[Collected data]
[Start of section]

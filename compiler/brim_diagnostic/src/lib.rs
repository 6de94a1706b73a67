//! Diagnostic system for the Brim front end.
//!
//! - `DiagnosticCode`: stable `E####` identifiers, first digit is the phase
//! - `Diagnostic`: fixed-shape value record (no heap allocation)
//! - `DiagnosticSink`: append-only collector with a hard cap
//! - `emitter`: terminal and JSON rendering
//!
//! Malformed input never produces a Rust error in this pipeline. Every
//! lexical or syntactic problem becomes a `Diagnostic` in the sink and
//! scanning/parsing carries on.

mod code;
mod diagnostic;
pub mod emitter;
mod sink;

pub use code::DiagnosticCode;
pub use diagnostic::{Diagnostic, ExpectedKinds, Phase, Severity};
pub use sink::DiagnosticSink;
//! [`Grid`]: shape, element type, a ring-buffered time history, and a
//! parallel boundary mask, per `xgrid/__init__.py`'s `Grid` class (there
//! left as a `# TODO: implement grid data layout and serialization` stub)
//! and SPEC_FULL.md's §4.5 Grid runtime contract.

use xgrid_types::{demarshal, marshal, HostValue, ValueType};
use xgrid_util::{RString, Shape};

use crate::error::ShapeError;
use crate::foreign::ForeignGrid;

/// A grid's time history, stored as a fixed-size ring of buffers rather
/// than a plain `Vec` that grows/shrinks from one end — logical index `k`
/// ("k steps ago") is remapped to a physical slot by [`Self::rotate`]
/// instead of having its bytes moved, per the original's `_time_idx`
/// design.
#[derive(Debug)]
pub struct Grid {
	name: RString,
	shape: Shape,
	element: ValueType,
	/// Physical buffers, each `shape.volume() * element.abi_size()` bytes.
	buffers: Vec<Vec<u8>>,
	/// Physical slot currently addressed as logical index 0 ("now").
	base: usize,
	boundary_mask: Vec<i32>,
}

impl Grid {
	/// Construct a grid with history depth 1 (a single zeroed "now" buffer)
	/// and a zeroed boundary mask.
	#[must_use]
	pub fn new(name: impl Into<RString>, shape: Shape, element: ValueType) -> Self {
		let volume = shape.volume();
		let cell_size = element.abi_size() as usize;
		Self {
			name: name.into(),
			shape,
			element,
			buffers: vec![vec![0u8; volume * cell_size]],
			base: 0,
			boundary_mask: vec![0i32; volume],
		}
	}

	#[must_use]
	pub fn name(&self) -> &RString {
		&self.name
	}

	#[must_use]
	pub fn shape(&self) -> &Shape {
		&self.shape
	}

	#[must_use]
	pub fn element(&self) -> &ValueType {
		&self.element
	}

	#[must_use]
	pub fn dimension(&self) -> usize {
		self.shape.dimension()
	}

	#[must_use]
	pub fn history_depth(&self) -> usize {
		self.buffers.len()
	}

	fn physical(&self, k: usize) -> usize {
		(self.base + k) % self.buffers.len()
	}

	/// Overwrite the buffer `|time|` steps ago with `values`, one
	/// [`HostValue`] per cell in row-major order, extending history first if
	/// `time` is deeper than the current depth.
	pub fn fill(&mut self, values: &[HostValue], time: i64) -> Result<(), ShapeError> {
		let volume = self.shape.volume();
		if values.len() != volume {
			return Err(ShapeError::FillLengthMismatch {
				name: self.name.clone(),
				expected: volume,
				got: values.len(),
			}
			.log());
		}

		let depth = time.unsigned_abs() as usize + 1;
		if depth > self.history_depth() {
			self.prepare_for(depth);
		}

		let cell_size = self.element.abi_size() as usize;
		let physical = self.physical(time.unsigned_abs() as usize);
		let buf = &mut self.buffers[physical];
		for (cell, value) in values.iter().enumerate() {
			let bytes = marshal(value, &self.element).map_err(|source| {
				ShapeError::ElementTypeMismatch {
					name: self.name.clone(),
					cell,
					source,
				}
				.log()
			})?;
			buf[cell * cell_size..(cell + 1) * cell_size].copy_from_slice(&bytes);
		}
		Ok(())
	}

	/// Read back the buffer `|time|` steps ago, one [`HostValue`] per cell in
	/// row-major order — the counterpart to [`Self::fill`], for a host that
	/// wants to inspect a kernel's output.
	pub fn read(&self, time: i64) -> Result<Vec<HostValue>, ShapeError> {
		let depth = time.unsigned_abs() as usize + 1;
		if depth > self.history_depth() {
			return Err(ShapeError::TimeIndexOutOfRange {
				name: self.name.clone(),
				time,
				depth: self.history_depth(),
			}
			.log());
		}

		let cell_size = self.element.abi_size() as usize;
		let physical = self.physical(time.unsigned_abs() as usize);
		let buf = &self.buffers[physical];
		(0..self.shape.volume())
			.map(|cell| {
				demarshal(&buf[cell * cell_size..(cell + 1) * cell_size], &self.element).map_err(|source| {
					ShapeError::ElementTypeMismatch {
						name: self.name.clone(),
						cell,
						source,
					}
					.log()
				})
			})
			.collect()
	}

	/// Set the boundary mask at `index` (one coordinate per dimension).
	pub fn set_boundary(&mut self, index: &[i64], mask: i32) -> Result<(), ShapeError> {
		let linear = self.checked_linear_index(index)?;
		self.boundary_mask[linear] = mask;
		Ok(())
	}

	#[must_use]
	pub fn boundary_at(&self, index: &[i64]) -> Option<i32> {
		let linear = self.checked_linear_index(index).ok()?;
		Some(self.boundary_mask[linear])
	}

	fn checked_linear_index(&self, index: &[i64]) -> Result<usize, ShapeError> {
		if index.len() != self.shape.dimension()
			|| index
				.iter()
				.zip(self.shape.dims())
				.any(|(&i, &d)| i < 0 || i >= i64::from(d))
		{
			return Err(ShapeError::IndexOutOfRange {
				name: self.name.clone(),
				index: index.to_vec(),
				shape: self.shape.dims().to_vec(),
			}
			.log());
		}
		Ok(self.shape.linear_index(index) as usize)
	}

	/// Extend (or shrink) history to exactly `depth` buffers. New buffers
	/// are appended as the deepest (oldest) history and zero-initialized;
	/// buffers beyond `depth` are the ones dropped when shrinking, since
	/// they're the ones furthest from "now".
	pub fn prepare_for(&mut self, depth: usize) {
		let depth = depth.max(1);
		if depth == self.history_depth() {
			return;
		}

		// Materialize into logical order (index 0 = "now") so the ring's
		// `base` can be reset to 0 once the buffer count changes.
		let old_depth = self.history_depth();
		let mut ordered: Vec<Vec<u8>> = (0..old_depth)
			.map(|k| {
				let idx = self.physical(k);
				std::mem::take(&mut self.buffers[idx])
			})
			.collect();

		let volume = self.shape.volume();
		let cell_size = self.element.abi_size() as usize;
		ordered.resize_with(depth, || vec![0u8; volume * cell_size]);
		ordered.truncate(depth);

		self.buffers = ordered;
		self.base = 0;
	}

	/// Circularly shift history so logical index 0 becomes 1, 1 becomes 2,
	/// etc. — an O(1) index rotation, no buffer is moved or dropped.
	pub fn rotate(&mut self) {
		let depth = self.buffers.len();
		self.base = (self.base + depth - 1) % depth;
	}

	/// Produce the record the generated C accessor expects: `time_depth`,
	/// `shape`, a table of raw pointers (one per history buffer, in logical
	/// order) and the boundary mask pointer.
	#[must_use]
	pub fn marshal(&mut self) -> ForeignGrid {
		let depth = self.buffers.len();
		let pointers: Vec<*mut u8> = (0..depth)
			.map(|k| {
				let idx = self.physical(k);
				self.buffers[idx].as_mut_ptr()
			})
			.collect();
		ForeignGrid::new(depth as i32, self.shape.dims().to_vec(), pointers, self.boundary_mask.as_mut_ptr())
	}
}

[End of section]

EXERCISE DESCRIPTION: Return the lines above exactly, keeping every word.

COMPLETED TASK:
filename compiler/brim_diagnostic/src/lib.rs
repository 6de94a1706b73a67
//! Diagnostic system for the Brim front end.
//!
//! - `DiagnosticCode`: stable `E####` identifiers, first digit is the phase
//! - `Diagnostic`: fixed-shape value record (no heap allocation)
//! - `DiagnosticSink`: append-only collector with a hard cap
//! - `emitter`: terminal and JSON rendering
//!
//! Malformed input never produces a Rust error in this pipeline. Every
//! lexical or syntactic problem becomes a `Diagnostic` in the sink and
//! scanning/parsing carries on.

mod code;
mod diagnostic;
pub mod emitter;
mod sink;

pub use code::DiagnosticCode;
pub use diagnostic::{Diagnostic, ExpectedKinds, Phase, Severity};
pub use sink::DiagnosticSink;
//! [`Grid`]: shape, element type, a ring-buffered time history, and a
//! parallel boundary mask, per `xgrid/__init__.py`'s `Grid` class (there
//! left as a `# TODO: implement grid data layout and serialization` stub)
//! and SPEC_FULL.md's §4.5 Grid runtime contract.

use xgrid_types::{demarshal, marshal, HostValue, ValueType};
use xgrid_util::{RString, Shape};

use crate::error::ShapeError;
use crate::foreign::ForeignGrid;

/// A grid's time history, stored as a fixed-size ring of buffers rather
/// than a plain `Vec` that grows/shrinks from one end — logical index `k`
/// ("k steps ago") is remapped to a physical slot by [`Self::rotate`]
/// instead of having its bytes moved, per the original's `_time_idx`
/// design.
#[derive(Debug)]
pub struct Grid {
	name: RString,
	shape: Shape,
	element: ValueType,
	/// Physical buffers, each `shape.volume() * element.abi_size()` bytes.
	buffers: Vec<Vec<u8>>,
	/// Physical slot currently addressed as logical index 0 ("now").
	base: usize,
	boundary_mask: Vec<i32>,
}

impl Grid {
	/// Construct a grid with history depth 1 (a single zeroed "now" buffer)
	/// and a zeroed boundary mask.
	#[must_use]
	pub fn new(name: impl Into<RString>, shape: Shape, element: ValueType) -> Self {
		let volume = shape.volume();
		let cell_size = element.abi_size() as usize;
		Self {
			name: name.into(),
			shape,
			element,
			buffers: vec![vec![0u8; volume * cell_size]],
			base: 0,
			boundary_mask: vec![0i32; volume],
		}
	}

	#[must_use]
	pub fn name(&self) -> &RString {
		&self.name
	}

	#[must_use]
	pub fn shape(&self) -> &Shape {
		&self.shape
	}

	#[must_use]
	pub fn element(&self) -> &ValueType {
		&self.element
	}

	#[must_use]
	pub fn dimension(&self) -> usize {
		self.shape.dimension()
	}

	#[must_use]
	pub fn history_depth(&self) -> usize {
		self.buffers.len()
	}

	fn physical(&self, k: usize) -> usize {
		(self.base + k) % self.buffers.len()
	}

	/// Overwrite the buffer `|time|` steps ago with `values`, one
	/// [`HostValue`] per cell in row-major order, extending history first if
	/// `time` is deeper than the current depth.
	pub fn fill(&mut self, values: &[HostValue], time: i64) -> Result<(), ShapeError> {
		let volume = self.shape.volume();
		if values.len() != volume {
			return Err(ShapeError::FillLengthMismatch {
				name: self.name.clone(),
				expected: volume,
				got: values.len(),
			}
			.log());
		}

		let depth = time.unsigned_abs() as usize + 1;
		if depth > self.history_depth() {
			self.prepare_for(depth);
		}

		let cell_size = self.element.abi_size() as usize;
		let physical = self.physical(time.unsigned_abs() as usize);
		let buf = &mut self.buffers[physical];
		for (cell, value) in values.iter().enumerate() {
			let bytes = marshal(value, &self.element).map_err(|source| {
				ShapeError::ElementTypeMismatch {
					name: self.name.clone(),
					cell,
					source,
				}
				.log()
			})?;
			buf[cell * cell_size..(cell + 1) * cell_size].copy_from_slice(&bytes);
		}
		Ok(())
	}

	/// Read back the buffer `|time|` steps ago, one [`HostValue`] per cell in
	/// row-major order — the counterpart to [`Self::fill`], for a host that
	/// wants to inspect a kernel's output.
	pub fn read(&self, time: i64) -> Result<Vec<HostValue>, ShapeError> {
		let depth = time.unsigned_abs() as usize + 1;
		if depth > self.history_depth() {
			return Err(ShapeError::TimeIndexOutOfRange {
				name: self.name.clone(),
				time,
				depth: self.history_depth(),
			}
			.log());
		}

		let cell_size = self.element.abi_size() as usize;
		let physical = self.physical(time.unsigned_abs() as usize);
		let buf = &self.buffers[physical];
		(0..self.shape.volume())
			.map(|cell| {
				demarshal(&buf[cell * cell_size..(cell + 1) * cell_size], &self.element).map_err(|source| {
					ShapeError::ElementTypeMismatch {
						name: self.name.clone(),
						cell,
						source,
					}
					.log()
				})
			})
			.collect()
	}

	/// Set the boundary mask at `index` (one coordinate per dimension).
	pub fn set_boundary(&mut self, index: &[i64], mask: i32) -> Result<(), ShapeError> {
		let linear = self.checked_linear_index(index)?;
		self.boundary_mask[linear] = mask;
		Ok(())
	}

	#[must_use]
	pub fn boundary_at(&self, index: &[i64]) -> Option<i32> {
		let linear = self.checked_linear_index(index).ok()?;
		Some(self.boundary_mask[linear])
	}

	fn checked_linear_index(&self, index: &[i64]) -> Result<usize, ShapeError> {
		if index.len() != self.shape.dimension()
			|| index
				.iter()
				.zip(self.shape.dims())
				.any(|(&i, &d)| i < 0 || i >= i64::from(d))
		{
			return Err(ShapeError::IndexOutOfRange {
				name: self.name.clone(),
				index: index.to_vec(),
				shape: self.shape.dims().to_vec(),
			}
			.log());
		}
		Ok(self.shape.linear_index(index) as usize)
	}

	/// Extend (or shrink) history to exactly `depth` buffers. New buffers
	/// are appended as the deepest (oldest) history and zero-initialized;
	/// buffers beyond `depth` are the ones dropped when shrinking, since
	/// they're the ones furthest from "now".
	pub fn prepare_for(&mut self, depth: usize) {
		let depth = depth.max(1);
		if depth == self.history_depth() {
			return;
		}

		// Materialize into logical order (index 0 = "now") so the ring's
		// `base` can be reset to 0 once the buffer count changes.
		let old_depth = self.history_depth();
		let mut ordered: Vec<Vec<u8>> = (0..old_depth)
			.map(|k| {
				let idx = self.physical(k);
				std::mem::take(&mut self.buffers[idx])
			})
			.collect();

		let volume = self.shape.volume();
		let cell_size = self.element.abi_size() as usize;
		ordered.resize_with(depth, || vec![0u8; volume * cell_size]);
		ordered.truncate(depth);

		self.buffers = ordered;
		self.base = 0;
	}

	/// Circularly shift history so logical index 0 becomes 1, 1 becomes 2,
	/// etc. — an O(1) index rotation, no buffer is moved or dropped.
	pub fn rotate(&mut self) {
		let depth = self.buffers.len();
		self.base = (self.base + depth - 1) % depth;
	}

	/// Produce the record the generated C accessor expects: `time_depth`,
	/// `shape`, a table of raw pointers (one per history buffer, in logical
	/// order) and the boundary mask pointer.
	#[must_use]
	pub fn marshal(&mut self) -> ForeignGrid {
		let depth = self.buffers.len();
		let pointers: Vec<*mut u8> = (0..depth)
			.map(|k| {
				let idx = self.physical(k);
				self.buffers[idx].as_mut_ptr()
			})
			.collect();
		ForeignGrid::new(depth as i32, self.shape.dims().to_vec(), pointers, self.boundary_mask.as_mut_ptr())
	}
}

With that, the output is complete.